//! Average-cost replay of a portfolio ledger.
//!
//! This is a total, pure function: it performs no I/O, never fails on
//! malformed economic input, and degrades every anomaly (missing price,
//! oversell) to zero-substitution plus a warning.

use std::collections::{BTreeMap, HashMap};

use rust_decimal::Decimal;

use crate::ledger::{LedgerTransaction, TransactionKind};
use crate::valuation::{AvgCostResult, Position, ValuationTotals, ValuationWarnings};

#[derive(Debug, Default)]
struct SymbolState {
    qty: Decimal,
    cost: Decimal,
    realized: Decimal,
    missing_price: bool,
    oversold: bool,
}

/// Replays `txs` (ordered by ascending timestamp) against `latest_prices`
/// and returns positions, totals, and warnings.
///
/// All arithmetic is exact decimal; current prices arrive as plain numbers
/// and are converted at the valuation step. Division uses rust_decimal's
/// default 28-digit midpoint-nearest-even behavior with no intermediate
/// rounding.
pub fn calculate_positions_average_cost(
    txs: &[LedgerTransaction],
    latest_prices: &HashMap<String, f64>,
) -> AvgCostResult {
    // BTreeMap keeps replay output deterministic for identical ledgers.
    let mut state: BTreeMap<&str, SymbolState> = BTreeMap::new();

    for tx in txs {
        let st = state.entry(tx.symbol.as_str()).or_default();

        if tx.price.is_none() {
            st.missing_price = true;
        }
        let price = tx.price.unwrap_or(Decimal::ZERO);

        match tx.kind {
            TransactionKind::Buy => {
                st.qty += tx.quantity;
                st.cost += tx.quantity * price;
            }
            TransactionKind::Sell => {
                let avg = if st.qty > Decimal::ZERO {
                    st.cost / st.qty
                } else {
                    Decimal::ZERO
                };

                let mut sell_qty = tx.quantity;
                if sell_qty > st.qty {
                    // Excess sale quantity is discarded, not carried as a short.
                    st.oversold = true;
                    sell_qty = st.qty;
                }
                if sell_qty <= Decimal::ZERO {
                    continue;
                }

                let cost_basis_sold = avg * sell_qty;
                let proceeds = price * sell_qty;

                st.realized += proceeds - cost_basis_sold;
                st.qty -= sell_qty;
                st.cost -= cost_basis_sold;

                if st.qty <= Decimal::ZERO {
                    // Reset exactly to zero so rounding drift cannot survive
                    // a full close.
                    st.qty = Decimal::ZERO;
                    st.cost = Decimal::ZERO;
                }
            }
        }
    }

    let mut missing_tx_prices: Vec<String> = Vec::new();
    let mut oversold: Vec<String> = Vec::new();

    let mut total_value = Decimal::ZERO;
    let mut total_cost = Decimal::ZERO;
    let mut unrealized_pnl = Decimal::ZERO;
    let mut realized_pnl = Decimal::ZERO;

    // A symbol is emitted iff it is still held or it realized a nonzero
    // gain/loss; fully-closed break-even symbols disappear, warnings included.
    let mut positions: Vec<Position> = state
        .iter()
        .filter(|(_, st)| st.qty > Decimal::ZERO || st.realized != Decimal::ZERO)
        .map(|(sym, st)| {
            if st.missing_price {
                missing_tx_prices.push((*sym).to_string());
            }
            if st.oversold {
                oversold.push((*sym).to_string());
            }

            let price_now = latest_prices.get(*sym).copied().unwrap_or(0.0);
            let price_now_dec = Decimal::from_f64_retain(price_now).unwrap_or(Decimal::ZERO);
            let value = st.qty * price_now_dec;

            let held = st.qty > Decimal::ZERO;
            let avg_cost = if held { Some(st.cost / st.qty) } else { None };
            let u_pnl = if held { Some(value - st.cost) } else { None };

            total_value += value;
            total_cost += st.cost;
            realized_pnl += st.realized;
            if let Some(u) = u_pnl {
                unrealized_pnl += u;
            }

            Position {
                symbol: (*sym).to_string(),
                quantity: st.qty,
                avg_cost,
                cost_value: if held { Some(st.cost) } else { None },
                price: price_now,
                value,
                unrealized_pnl: u_pnl,
                realized_pnl: st.realized,
            }
        })
        .collect();

    // Largest positions first; symbol ascending stabilizes equal values.
    positions.sort_by(|a, b| b.value.cmp(&a.value).then_with(|| a.symbol.cmp(&b.symbol)));

    let warnings = if missing_tx_prices.is_empty() && oversold.is_empty() {
        None
    } else {
        Some(ValuationWarnings {
            missing_tx_prices: (!missing_tx_prices.is_empty()).then_some(missing_tx_prices),
            oversold: (!oversold.is_empty()).then_some(oversold),
        })
    };

    AvgCostResult {
        positions,
        totals: ValuationTotals {
            total_value,
            total_cost,
            unrealized_pnl,
            realized_pnl,
        },
        warnings,
    }
}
§ §
■ Exercise brief:
Please print the whole of the material verbatim.

■ Response area:
//! Average-cost replay of a portfolio ledger.
//!
//! This is a total, pure function: it performs no I/O, never fails on
//! malformed economic input, and degrades every anomaly (missing price,
//! oversell) to zero-substitution plus a warning.

use std::collections::{BTreeMap, HashMap};

use rust_decimal::Decimal;

use crate::ledger::{LedgerTransaction, TransactionKind};
use crate::valuation::{AvgCostResult, Position, ValuationTotals, ValuationWarnings};

#[derive(Debug, Default)]
struct SymbolState {
    qty: Decimal,
    cost: Decimal,
    realized: Decimal,
    missing_price: bool,
    oversold: bool,
}

/// Replays `txs` (ordered by ascending timestamp) against `latest_prices`
/// and returns positions, totals, and warnings.
///
/// All arithmetic is exact decimal; current prices arrive as plain numbers
/// and are converted at the valuation step. Division uses rust_decimal's
/// default 28-digit midpoint-nearest-even behavior with no intermediate
/// rounding.
pub fn calculate_positions_average_cost(
    txs: &[LedgerTransaction],
    latest_prices: &HashMap<String, f64>,
) -> AvgCostResult {
    // BTreeMap keeps replay output deterministic for identical ledgers.
    let mut state: BTreeMap<&str, SymbolState> = BTreeMap::new();

    for tx in txs {
        let st = state.entry(tx.symbol.as_str()).or_default();

        if tx.price.is_none() {
            st.missing_price = true;
        }
        let price = tx.price.unwrap_or(Decimal::ZERO);

        match tx.kind {
            TransactionKind::Buy => {
                st.qty += tx.quantity;
                st.cost += tx.quantity * price;
            }
            TransactionKind::Sell => {
                let avg = if st.qty > Decimal::ZERO {
                    st.cost / st.qty
                } else {
                    Decimal::ZERO
                };

                let mut sell_qty = tx.quantity;
                if sell_qty > st.qty {
                    // Excess sale quantity is discarded, not carried as a short.
                    st.oversold = true;
                    sell_qty = st.qty;
                }
                if sell_qty <= Decimal::ZERO {
                    continue;
                }

                let cost_basis_sold = avg * sell_qty;
                let proceeds = price * sell_qty;

                st.realized += proceeds - cost_basis_sold;
                st.qty -= sell_qty;
                st.cost -= cost_basis_sold;

                if st.qty <= Decimal::ZERO {
                    // Reset exactly to zero so rounding drift cannot survive
                    // a full close.
                    st.qty = Decimal::ZERO;
                    st.cost = Decimal::ZERO;
                }
            }
        }
    }

    let mut missing_tx_prices: Vec<String> = Vec::new();
    let mut oversold: Vec<String> = Vec::new();

    let mut total_value = Decimal::ZERO;
    let mut total_cost = Decimal::ZERO;
    let mut unrealized_pnl = Decimal::ZERO;
    let mut realized_pnl = Decimal::ZERO;

    // A symbol is emitted iff it is still held or it realized a nonzero
    // gain/loss; fully-closed break-even symbols disappear, warnings included.
    let mut positions: Vec<Position> = state
        .iter()
        .filter(|(_, st)| st.qty > Decimal::ZERO || st.realized != Decimal::ZERO)
        .map(|(sym, st)| {
            if st.missing_price {
                missing_tx_prices.push((*sym).to_string());
            }
            if st.oversold {
                oversold.push((*sym).to_string());
            }

            let price_now = latest_prices.get(*sym).copied().unwrap_or(0.0);
            let price_now_dec = Decimal::from_f64_retain(price_now).unwrap_or(Decimal::ZERO);
            let value = st.qty * price_now_dec;

            let held = st.qty > Decimal::ZERO;
            let avg_cost = if held { Some(st.cost / st.qty) } else { None };
            let u_pnl = if held { Some(value - st.cost) } else { None };

            total_value += value;
            total_cost += st.cost;
            realized_pnl += st.realized;
            if let Some(u) = u_pnl {
                unrealized_pnl += u;
            }

            Position {
                symbol: (*sym).to_string(),
                quantity: st.qty,
                avg_cost,
                cost_value: if held { Some(st.cost) } else { None },
                price: price_now,
                value,
                unrealized_pnl: u_pnl,
                realized_pnl: st.realized,
            }
        })
        .collect();

    // Largest positions first; symbol ascending stabilizes equal values.
    positions.sort_by(|a, b| b.value.cmp(&a.value).then_with(|| a.symbol.cmp(&b.symbol)));

    let warnings = if missing_tx_prices.is_empty() && oversold.is_empty() {
        None
    } else {
        Some(ValuationWarnings {
            missing_tx_prices: (!missing_tx_prices.is_empty()).then_some(missing_tx_prices),
            oversold: (!oversold.is_empty()).then_some(oversold),
        })
    };

    AvgCostResult {
        positions,
        totals: ValuationTotals {
            total_value,
            total_cost,
            unrealized_pnl,
            realized_pnl,
        },
        warnings,
    }
}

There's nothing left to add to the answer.